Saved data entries
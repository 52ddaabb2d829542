//! Studio registry and project path conventions
//!
//! A project keeps one library directory per studio version next to the
//! shared working copy the studio actually opens:
//!
//! ```text
//! <root>/
//!   OCB.apj                 active project file
//!   OCB_as<suffix>.apj      per-version project files
//!   Logical/
//!     Libraries/            working copy, opened by the running studio
//!     Libraries_<suffix>/   source of truth per version
//!   Physical/
//!     Physical.pkg          active package descriptor
//!     Physical_<suffix>.pkg per-version package descriptors
//! ```

use std::fmt;
use std::path::{Path, PathBuf};
use std::str::FromStr;

use serde::{Deserialize, Serialize};

/// Supported Automation Studio versions
#[derive(Debug, Clone, Copy, PartialEq, Eq, Hash, Serialize, Deserialize)]
pub enum StudioVersion {
    /// Automation Studio 4.5
    #[serde(rename = "4.5")]
    As45,
    /// Automation Studio 6
    #[serde(rename = "6")]
    As6,
}

impl StudioVersion {
    /// Version string as shown to users and stored in config
    #[must_use]
    pub const fn as_str(self) -> &'static str {
        match self {
            Self::As45 => "4.5",
            Self::As6 => "6",
        }
    }
}

impl fmt::Display for StudioVersion {
    fn fmt(&self, f: &mut fmt::Formatter<'_>) -> fmt::Result {
        f.write_str(self.as_str())
    }
}

impl FromStr for StudioVersion {
    type Err = anyhow::Error;

    fn from_str(s: &str) -> Result<Self, Self::Err> {
        match s.trim() {
            "4.5" | "45" => Ok(Self::As45),
            "6" => Ok(Self::As6),
            other => anyhow::bail!("Unknown Automation Studio version: {other} (expected 4.5 or 6)"),
        }
    }
}

/// One installed Automation Studio
#[derive(Debug, Clone, PartialEq, Eq, Serialize, Deserialize)]
pub struct AutomationStudio {
    /// Short name, e.g. "AS 6"
    pub name: String,
    /// Version
    pub version: StudioVersion,
    /// Executable to launch and to watch for
    pub executable: PathBuf,
    /// Suffix of the version's `Libraries_<suffix>` directory
    pub libraries_suffix: String,
    /// Suffix of the version's `Physical_<suffix>.pkg` file
    pub physical_pkg_suffix: String,
    /// Suffix of the version's `OCB_as<suffix>.apj` file
    pub project_file_suffix: String,
}

impl AutomationStudio {
    /// Automation Studio 4.5 preset
    #[must_use]
    pub fn as45(executable: PathBuf) -> Self {
        Self::preset("AS 4.5", StudioVersion::As45, executable, "45")
    }

    /// Automation Studio 6 preset
    #[must_use]
    pub fn as6(executable: PathBuf) -> Self {
        Self::preset("AS 6", StudioVersion::As6, executable, "6")
    }

    /// Preset for a version
    #[must_use]
    pub fn for_version(version: StudioVersion, executable: PathBuf) -> Self {
        match version {
            StudioVersion::As45 => Self::as45(executable),
            StudioVersion::As6 => Self::as6(executable),
        }
    }

    fn preset(name: &str, version: StudioVersion, executable: PathBuf, suffix: &str) -> Self {
        Self {
            name: name.to_string(),
            version,
            executable,
            libraries_suffix: suffix.to_string(),
            physical_pkg_suffix: suffix.to_string(),
            project_file_suffix: suffix.to_string(),
        }
    }

    /// Name for UI output
    #[must_use]
    pub fn display_name(&self) -> String {
        format!("Automation Studio {}", self.version)
    }
}

/// Well-known locations inside a project root
#[derive(Debug, Clone, PartialEq, Eq)]
pub struct ProjectPaths {
    /// Project root
    pub root: PathBuf,
    /// `<root>/Logical`
    pub logical: PathBuf,
    /// `<root>/Physical`
    pub physical: PathBuf,
    /// `<root>/Logical/Libraries`, the shared working copy
    pub libraries: PathBuf,
}

impl ProjectPaths {
    /// Active project file name
    pub const PROJECT_FILE: &'static str = "OCB.apj";
    /// Active package descriptor name
    pub const PHYSICAL_PKG: &'static str = "Physical.pkg";

    /// Derive all paths from a project root
    #[must_use]
    pub fn from_root(root: &Path) -> Self {
        let logical = root.join("Logical");
        Self {
            root: root.to_path_buf(),
            libraries: logical.join("Libraries"),
            logical,
            physical: root.join("Physical"),
        }
    }

    /// Version-specific source-of-truth library directory
    #[must_use]
    pub fn libraries_source(&self, suffix: &str) -> PathBuf {
        self.logical.join(format!("Libraries_{suffix}"))
    }

    /// Active package descriptor
    #[must_use]
    pub fn physical_pkg(&self) -> PathBuf {
        self.physical.join(Self::PHYSICAL_PKG)
    }

    /// Version-specific package descriptor
    #[must_use]
    pub fn physical_pkg_for(&self, suffix: &str) -> PathBuf {
        self.physical.join(format!("Physical_{suffix}.pkg"))
    }

    /// Active project file
    #[must_use]
    pub fn project_file(&self) -> PathBuf {
        self.root.join(Self::PROJECT_FILE)
    }

    /// Version-specific project file
    #[must_use]
    pub fn project_file_for(&self, suffix: &str) -> PathBuf {
        self.root.join(format!("OCB_as{suffix}.apj"))
    }
}

#[cfg(test)]
mod tests {
    use super::*;

    #[test]
    fn test_version_parse_and_display() {
        assert_eq!("4.5".parse::<StudioVersion>().unwrap(), StudioVersion::As45);
        assert_eq!("6".parse::<StudioVersion>().unwrap(), StudioVersion::As6);
        assert!("7".parse::<StudioVersion>().is_err());
        assert_eq!(StudioVersion::As45.to_string(), "4.5");
    }

    #[test]
    fn test_presets() {
        let studio = AutomationStudio::as45(PathBuf::from("/opt/as45/pg.exe"));

        assert_eq!(studio.libraries_suffix, "45");
        assert_eq!(studio.display_name(), "Automation Studio 4.5");
        assert_eq!(
            AutomationStudio::for_version(StudioVersion::As6, PathBuf::from("x")).name,
            "AS 6"
        );
    }

    #[test]
    fn test_project_paths() {
        let paths = ProjectPaths::from_root(Path::new("/proj"));

        assert_eq!(paths.libraries, PathBuf::from("/proj/Logical/Libraries"));
        assert_eq!(
            paths.libraries_source("6"),
            PathBuf::from("/proj/Logical/Libraries_6")
        );
        assert_eq!(
            paths.physical_pkg_for("45"),
            PathBuf::from("/proj/Physical/Physical_45.pkg")
        );
        assert_eq!(paths.project_file_for("6"), PathBuf::from("/proj/OCB_as6.apj"));
        assert_eq!(paths.project_file(), PathBuf::from("/proj/OCB.apj"));
    }
}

Your goal -> Scanning the data above, copy out every line where "unwrap" is found.

Result for this exercise ->
        assert_eq!("4.5".parse::<StudioVersion>().unwrap(), StudioVersion::As45);
        assert_eq!("6".parse::<StudioVersion>().unwrap(), StudioVersion::As6);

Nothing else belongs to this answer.